Pur essendo stimato come letterato da poeti come Carducci e D'Annunzio, egli poté rientrare nel grande giornalismo solo come esperto militare, iniziando una regolare collaborazione al Corriere della sera durante la guerra russo-giapponese e continuandola - con lo pseudonimo di Fram - durante le guerre ispano-americana e greco-turca. Perennemente privo d'una casa e d'una famiglia, egli passava il suo tempo nelle redazioni, nei caffè o nei ristoranti, negli alberghi, nei teatri e ai concerti che l'appassionavano. La figlia adottiva Ofelia incominciò a comparire in sua compagnia.

Con la fondazione del Partito nazionalista, il C. vi entrò fra i primi e fu tra i protagonisti del 1º congresso (Firenze 1910) assieme con E. Corradini, L. Federzoni, D. Oliva, incitando al riarmo militare italiano e alla rivendicazione di Trento e di Trieste. In questo periodo pubblicò l'inno I Bersaglieri, rappresentò a Torino il dramma storico Daria Sommer (teatro Carignano, 9 nov. 1908), poi il dramma in versi Camicia rossa (successivamente musicato da R. Leoncavallo) e ancora la cantica La nave di Dante.

Poeta di forme classiche e di robusti accenti, egli viveva in sdegnoso isolamento, confortato da pochi amici e consenzienti: G. Antona Traversi, F. T. Marinetti, A. Oriani. Scarsa risonanza ebbero le onoranze tributategli in maniera affrettata e convenzionale per il suo giubileo letterario (1911), a iniziativa dell'Associazione nazionale per Trento e Trieste di Milano (presidente G. Visconti di Modrone). Più gli riuscivano gradite le attestazioni d'affetto che gli venivano frequentemente dalla Dalmazia e dagli italiani d'America.

Anche negli ultimi anni alternando il soggiorno fra Milano e la Liguria, il C. si dedicò alla poesia. La guerra di Libia gli ispirò i canti dell'armi intitolati Fiamme, poi, per la musica di G. Ottolenghi, egli compose il libretto di Rudello e iniziò un dramma filosofico, Il figlio di Faust. Guardato ancora con ostilità dal governo austriaco e sospetto al governo di Giolitti, respinse ai primi d'aprile del 1913 l'offerta di due finanzieri tedeschi a dirigere un nuovo quotidiano milanese, che sarebbe riuscito lontano dalle sue posizioni anti triplicistiche. Partecipò invece con rinnovato impegno ai convegni della "Trento e Trieste" e della "Dante Alighieri". Poi i disturbi cardiaci si acuirono e vi si aggiunse la nefrite; alle cure costose sopperì generosamente un vecchio compagno di scuola, il dalmata C. Modric, che sollecitò pure a suo favore una sottoscrizione di amici.
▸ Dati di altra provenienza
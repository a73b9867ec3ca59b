use std::fmt;

use thiserror::Error;

use crate::graph::NodeId;

#[derive(Debug, Clone, Copy, PartialEq, Eq, Hash)]
pub enum NodeKind {
    Map,
    List,
}

impl NodeKind {
    pub fn as_str(self) -> &'static str {
        match self {
            NodeKind::Map => "map",
            NodeKind::List => "list",
        }
    }
}

impl fmt::Display for NodeKind {
    fn fmt(&self, f: &mut fmt::Formatter<'_>) -> fmt::Result {
        f.write_str(self.as_str())
    }
}

#[derive(Debug, Error)]
pub enum StoreError {
    #[error("unknown operation: {0}")]
    UnknownOperation(String),
    #[error("operation `{op}` is not supported on a {kind} node")]
    UnsupportedOperation { op: &'static str, kind: NodeKind },
    #[error("view {0} no longer maps to a live node")]
    StaleReference(NodeId),
    #[error("path not found: {0}")]
    PathNotFound(String),
    #[error("expected a map or a list value")]
    NotContainer,
    #[error("index {index} out of bounds for list of length {len}")]
    IndexOutOfBounds { index: usize, len: usize },
    #[error("invalid list index: {0}")]
    InvalidKey(String),
    #[error("invalid pointer: {0}")]
    InvalidPointer(String),
    #[error("node {0} would become its own descendant")]
    CycleDetected(NodeId),
    #[error("invalid store config: {0}")]
    Config(#[from] serde_json::Error),
}

impl StoreError {
    /// Errors that indicate a broken engine invariant rather than misuse.
    pub fn is_fatal(&self) -> bool {
        matches!(self, StoreError::PathNotFound(_))
    }
}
All'inizio del 1914 il C. si era ripreso e aveva preparato una serie d'articoli politici di rilievo, che comparvero sul Giornale d'Italia. Con giovanile entusiasmo abbozzò un nuovo romanzo e due canti Alla Polonia e Dalmazia mia! Il 16 maggio partecipò al III congresso nazionalista a Milano e vi tenne un vibrante discorso, in qualche modo profetico dell'imminente conflitto.

Respinti i suoi articoli dal Corriere della sera, si dedicò in ogni occasione alla propaganda per l'intervento con la parola; il 20 settembre si trovò coinvolto in una tumultuosa dimostrazione in Galleria.
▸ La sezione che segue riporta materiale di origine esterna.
use std::hash::Hash;

use indexmap::IndexSet;

/// Coalescing notification queue.
///
/// Each key is either idle or scheduled. [`Scheduler::schedule`] moves an
/// idle key to scheduled and reports `true`; scheduling a key that is already
/// waiting is a no-op. [`Scheduler::take_batch`] returns every waiting key in
/// first-scheduled order and puts them all back to idle, so anything
/// scheduled while the batch is being delivered lands in the next batch.
#[derive(Debug, Clone)]
pub struct Scheduler<K> {
    pending: IndexSet<K>,
}

impl<K> Default for Scheduler<K> {
    fn default() -> Self {
        Self {
            pending: IndexSet::new(),
        }
    }
}

impl<K: Hash + Eq> Scheduler<K> {
    pub fn new() -> Self {
        Self::default()
    }

    pub fn schedule(&mut self, key: K) -> bool {
        self.pending.insert(key)
    }

    pub fn is_scheduled(&self, key: &K) -> bool {
        self.pending.contains(key)
    }

    pub fn is_idle(&self) -> bool {
        self.pending.is_empty()
    }

    pub fn len(&self) -> usize {
        self.pending.len()
    }

    pub fn is_empty(&self) -> bool {
        self.pending.is_empty()
    }

    pub fn take_batch(&mut self) -> Vec<K> {
        std::mem::take(&mut self.pending).into_iter().collect()
    }
}
use indexmap::IndexMap;

use super::{Children, Graph, NodeId, Slot};
use crate::error::StoreError;
use crate::value::Item;
use crate::view::{Body, View};

impl Graph {
    /// Current view of `id`, rebuilding it (and any stale descendants) first.
    ///
    /// A node that still has a view is returned as is, so every subtree off
    /// the mutated paths keeps its pointer identity. A stale node reached
    /// through several parents is rebuilt once; later visits see the new view.
    pub(crate) fn materialize(&mut self, id: NodeId) -> Result<View, StoreError> {
        let node = self
            .nodes
            .get(&id)
            .ok_or_else(|| StoreError::PathNotFound(format!("{id} is not in the index")))?;
        if let Some(view) = &node.view {
            return Ok(view.clone());
        }

        let body = match node.children.clone() {
            Children::Map(entries) => {
                let mut out = IndexMap::with_capacity(entries.len());
                for (key, slot) in entries {
                    out.insert(key, self.materialize_slot(slot)?);
                }
                Body::Map(out)
            }
            Children::List(items) => Body::List(
                items
                    .into_iter()
                    .map(|slot| self.materialize_slot(slot))
                    .collect::<Result<Vec<_>, _>>()?,
            ),
        };

        let view = View::new(id, body, self.store.clone());
        if let Some(node) = self.nodes.get_mut(&id) {
            node.view = Some(view.clone());
        }
        self.refreshed.push(id);
        Ok(view)
    }

    fn materialize_slot(&mut self, slot: Slot) -> Result<Item, StoreError> {
        match slot {
            Slot::Leaf(s) => Ok(Item::Scalar(s)),
            Slot::Node(child) => self.materialize(child).map(Item::View),
        }
    }
}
Alla fine di settembre il C. si trasferì a Roma, rientrò nell'Associazione nazionalista, di cui aveva disapprovato recenti atteggiamenti, partecipò ancora a riunioni politiche ed ebbe un lungo colloquio col gen. L. Cadorna. Con febbrile trepidazione egli seguiva le discussioni politiche e lamentava l'indecisione governativa; la fatica e l'ansia aggravarono le sue condizioni di salute. Si mise a letto in albergo e ancora ricevette le visite di C. Battisti, di G. Giuriati e di V. Morello. Le cure dei medici poco gli giovarono e nelle prime ore del 9 nov. 1914 a Roma, invocando la sua Zara e l'intervento italiano in guerra, spirò. I suoi funerali riuscirono un'imponente manifestazione interventistica.